Cuando sólo la pintura basta – PRĒLUNE

Miguel Gómez Losada
Digalery, Muro de los Navarros, 66. Sevilla.
Del 12 de febrero al 4 de abril de 2026.
Fotografías de las obras de Velour.estudio.

Hay una expresión, como una fórmula magistral, que se emplea en teoría y crítica de arte, que nos sirve habitualmente para acercarnos a una obra -cuadro o escultura-, que nos ayuda a comprenderla y, tal vez más que a comprenderla, a entablar una relación con ella, es ¿qué ocurre en la obra? En un cuadro puede ocurrir retrato, puede ocurrir bodegón, marina o paisaje, pero hay algunas obras, sólo algunas, de determinados autores o autoras, sólo unos pocos, que en sus trabajos ocurre la pintura, sólo la pintura. Como si el mero hecho del ejercicio de pintar fuera suficiente, como si sólo la pintura bastara. Esto requiere comprender muy bien en qué cosiste crear arte, saber lo que necesitas contar y, sobre todo, saber qué tienes que eliminar, de qué tienes que prescindir para construir el cuadro. Es un ejercicio difícil, requiere seguridad y sobre todo valentía.

En la Historia del Arte, el cuadro ha sido interpretado como un objeto complejo: soporte, imagen, concepto, representación, técnica, discurso.
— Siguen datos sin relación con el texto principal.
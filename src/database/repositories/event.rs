//! Event repository implementation

use chrono::Utc;
use sqlx::PgPool;

use crate::models::event::{
    CreateEventRequest, Event, EventFilter, EventParticipant, EventState,
    RegisterParticipantRequest,
};
use crate::utils::errors::CampusEventsError;

#[derive(Debug, Clone)]
pub struct EventRepository {
    pool: PgPool,
}

impl EventRepository {
    pub fn new(pool: PgPool) -> Self {
        Self { pool }
    }

    /// Create a new event. The id and `registered_at` are assigned here;
    /// an omitted state falls back to `registered`.
    pub async fn create(&self, request: CreateEventRequest) -> Result<Event, CampusEventsError> {
        let event = sqlx::query_as::<_, Event>(
            r#"
            INSERT INTO events (title, description, category, starts_at, ends_at, state, organizer_id, facility_id, endorsement_path, registered_at)
            VALUES ($1, $2, $3, $4, $5, $6, $7, $8, $9, $10)
            RETURNING id, title, description, category, starts_at, ends_at, state, organizer_id, facility_id, endorsement_path, registered_at
            "#
        )
        .bind(request.title)
        .bind(request.description)
        .bind(request.category)
        .bind(request.starts_at)
        .bind(request.ends_at)
        .bind(request.state.unwrap_or_default())
        .bind(request.organizer_id)
        .bind(request.facility_id)
        .bind(request.endorsement_path)
        .bind(Utc::now())
        .fetch_one(&self.pool)
        .await?;

        Ok(event)
    }

    /// Find event by ID
    pub async fn find_by_id(&self, id: i64) -> Result<Option<Event>, CampusEventsError> {
        let event = sqlx::query_as::<_, Event>(
            "SELECT id, title, description, category, starts_at, ends_at, state, organizer_id, facility_id, endorsement_path, registered_at FROM events WHERE id = $1"
        )
        .bind(id)
        .fetch_optional(&self.pool)
        .await?;

        Ok(event)
    }

    /// Overwrite every mutable column of an event row with the values in
    /// `event`. The organizer reference and registration timestamp are fixed
    /// at creation and never rewritten.
    ///
    /// Returns `None` when the row no longer exists, which callers surface
    /// as not-found rather than inserting anew.
    pub async fn replace(&self, event: &Event) -> Result<Option<Event>, CampusEventsError> {
        let event = sqlx::query_as::<_, Event>(
            r#"
            UPDATE events
            SET title = $2,
                description = $3,
                category = $4,
                starts_at = $5,
                ends_at = $6,
                state = $7,
                facility_id = $8,
                endorsement_path = $9
            WHERE id = $1
            RETURNING id, title, description, category, starts_at, ends_at, state, organizer_id, facility_id, endorsement_path, registered_at
            "#
        )
        .bind(event.id)
        .bind(&event.title)
        .bind(&event.description)
        .bind(event.category)
        .bind(event.starts_at)
        .bind(event.ends_at)
        .bind(event.state)
        .bind(event.facility_id)
        .bind(&event.endorsement_path)
        .fetch_optional(&self.pool)
        .await?;

        Ok(event)
    }

    /// Delete an event. Participations, sponsorships, and the evaluation go
    /// with it through the schema's cascade rules.
    pub async fn delete(&self, id: i64) -> Result<bool, CampusEventsError> {
        let result = sqlx::query("DELETE FROM events WHERE id = $1")
            .bind(id)
            .execute(&self.pool)
            .await?;

        Ok(result.rows_affected() > 0)
    }

    /// List events matching `filter` with pagination.
    ///
    /// Ordering is `starts_at` descending, ties broken by id descending.
    pub async fn list(
        &self,
        filter: &EventFilter,
        limit: i64,
        offset: i64,
    ) -> Result<Vec<Event>, CampusEventsError> {
        let search = filter.search.as_ref().map(|term| format!("%{}%", term));
        let events = sqlx::query_as::<_, Event>(
            r#"
            SELECT id, title, description, category, starts_at, ends_at, state, organizer_id, facility_id, endorsement_path, registered_at
            FROM events
            WHERE ($1::text IS NULL OR title ILIKE $1 OR description ILIKE $1)
              AND ($2::text IS NULL OR category = $2)
              AND ($3::text IS NULL OR state = $3)
              AND ($4::timestamptz IS NULL OR starts_at >= $4)
              AND ($5::timestamptz IS NULL OR ends_at <= $5)
            ORDER BY starts_at DESC, id DESC
            LIMIT $6 OFFSET $7
            "#
        )
        .bind(search)
        .bind(filter.category)
        .bind(filter.state)
        .bind(filter.starts_after)
        .bind(filter.ends_before)
        .bind(limit)
        .bind(offset)
        .fetch_all(&self.pool)
        .await?;

        Ok(events)
    }

    /// Associate a user with an event.
    ///
    /// The partial unique index on principals rejects a second principal
    /// for the same event; that surfaces as a conflict.
    pub async fn register_participant(
        &self,
        request: RegisterParticipantRequest,
    ) -> Result<EventParticipant, CampusEventsError> {
        let participant = sqlx::query_as::<_, EventParticipant>(
            r#"
            INSERT INTO event_participants (event_id, user_id, is_principal, endorsement_kind, endorsement_path)
            VALUES ($1, $2, $3, $4, $5)
            RETURNING id, event_id, user_id, is_principal, endorsement_kind, endorsement_path
            "#
        )
        .bind(request.event_id)
        .bind(request.user_id)
        .bind(request.is_principal)
        .bind(request.endorsement_kind)
        .bind(request.endorsement_path)
        .fetch_one(&self.pool)
        .await?;

        Ok(participant)
    }

    /// Remove a user's association with an event.
    pub async fn remove_participant(
        &self,
        event_id: i64,
        user_id: i64,
    ) -> Result<bool, CampusEventsError> {
        let result =
            sqlx::query("DELETE FROM event_participants WHERE event_id = $1 AND user_id = $2")
                .bind(event_id)
                .bind(user_id)
                .execute(&self.pool)
                .await?;

        Ok(result.rows_affected() > 0)
    }

    /// Get the participants of an event, principal first.
    pub async fn get_participants(
        &self,
        event_id: i64,
    ) -> Result<Vec<EventParticipant>, CampusEventsError> {
        let participants = sqlx::query_as::<_, EventParticipant>(
            "SELECT id, event_id, user_id, is_principal, endorsement_kind, endorsement_path FROM event_participants WHERE event_id = $1 ORDER BY is_principal DESC, id ASC"
        )
        .bind(event_id)
        .fetch_all(&self.pool)
        .await?;

        Ok(participants)
    }

    /// Count total events
    pub async fn count(&self) -> Result<i64, CampusEventsError> {
        let count: (i64,) = sqlx::query_as("SELECT COUNT(*) FROM events")
            .fetch_one(&self.pool)
            .await?;

        Ok(count.0)
    }

    /// Count events currently in the given lifecycle state
    pub async fn count_in_state(&self, state: EventState) -> Result<i64, CampusEventsError> {
        let count: (i64,) = sqlx::query_as("SELECT COUNT(*) FROM events WHERE state = $1")
            .bind(state)
            .fetch_one(&self.pool)
            .await?;

        Ok(count.0)
    }
}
Sin embargo, existe una intuición radical y, al mismo tiempo, profundamente sencilla y es que para que exista un cuadro basta la pintura. Esto no es reducir la práctica artística a un mero formalismo, es revelar la esencia material y ontológica del acto pictórico.

Esto es lo que presenta Miguel Gómez Losada (Córdoba, 1967) en Digalery, el ejercicio de pintar. Pensar que sólo basta la pintura para crear un cuadro supone desplazar la atención desde la representación hacia la materia. La pintura no es únicamente un medio para ilustrar algo exterior; es un acontecimiento físico que se manifiesta en forma de color, textura, gesto y densidad. Incluso cuando la obra parece representar un paisaje, un cuerpo o una escena, su existencia como cuadro no depende de lo representado, sino del hecho concreto de haber sido pintada. En el caso de estas obras, además, el creador emplea tan poca materia como color. Es decir, es todo sobriedad, economía de medios, lo que hace mucho más difícil que este trabajo funcione. Hay artistas que necesitan muchas cosas para contar pocas cosas, hay, a veces, como una obsesión por contar mucho, cuando en realidad lo magistral es contar poco, lo suficiente para que la obra funcione, para que exista. Ocurre en todas las obras expuestas, pero especialmente en Prēlune 1 (La mesa de Rosa II).

El propio autor nos revela parte del misterio en el texto de la muestra: “en el estudio suena en bucle una cinta experimental, Prēlune, de Jean-Paul L’Heureux, con sintetizadores atmosféricos de dominante esotérica. Me meto en el papel y finjo lo que pudiera ser una hipnosis, ayudado por las sábanas de sonido y por el título. Imaginar tiene un ritual. Me convencí de que Prēlune es una fantasía sobre los fenómenos celestes, y seguí ese hilo. Construí un marco mental, una ficción de antiguas culturas influidas por la astrología, en espacios sagrados, con ceremonias secretas y símbolos de Prēlune: un lugar desde donde invocar la inmensidad. Hasta donde he podido saber, la palabra Prēlune no tiene traducción. Me atrevo a definirla como oscuridad entre lunas. Prēlune es ese intervalo, una metáfora de la noche cerrada, un vacío semántico donde la pintura pone visión”.

Pero muchos de estos cuadros esconden secretos, hay algo detrás, hay algo antes y te quienes que esforzar para verlo. No es complicado en realidad, basta mirar, basta mirar la pintura. Debajo de la pintura hay más.

Sostener que sólo basta la pintura implica reconocer la dimensión performativa del acto pictórico. Cada cuadro de esta exposición es el resultado de un tiempo, de un cuerpo y de un gesto que se sedimentan en la superficie. Las obras que vemos no sólo son una imagen final, sino el registro visible de una acción: la pintura, que en el caso de Gómez Losada funciona como huella, conserva la energía del proceso, la presión de la mano, la velocidad del trazo y la resistencia del soporte. Es casi un hecho biográfico que remite al artista.

A veces es eso, sólo la pintura basta.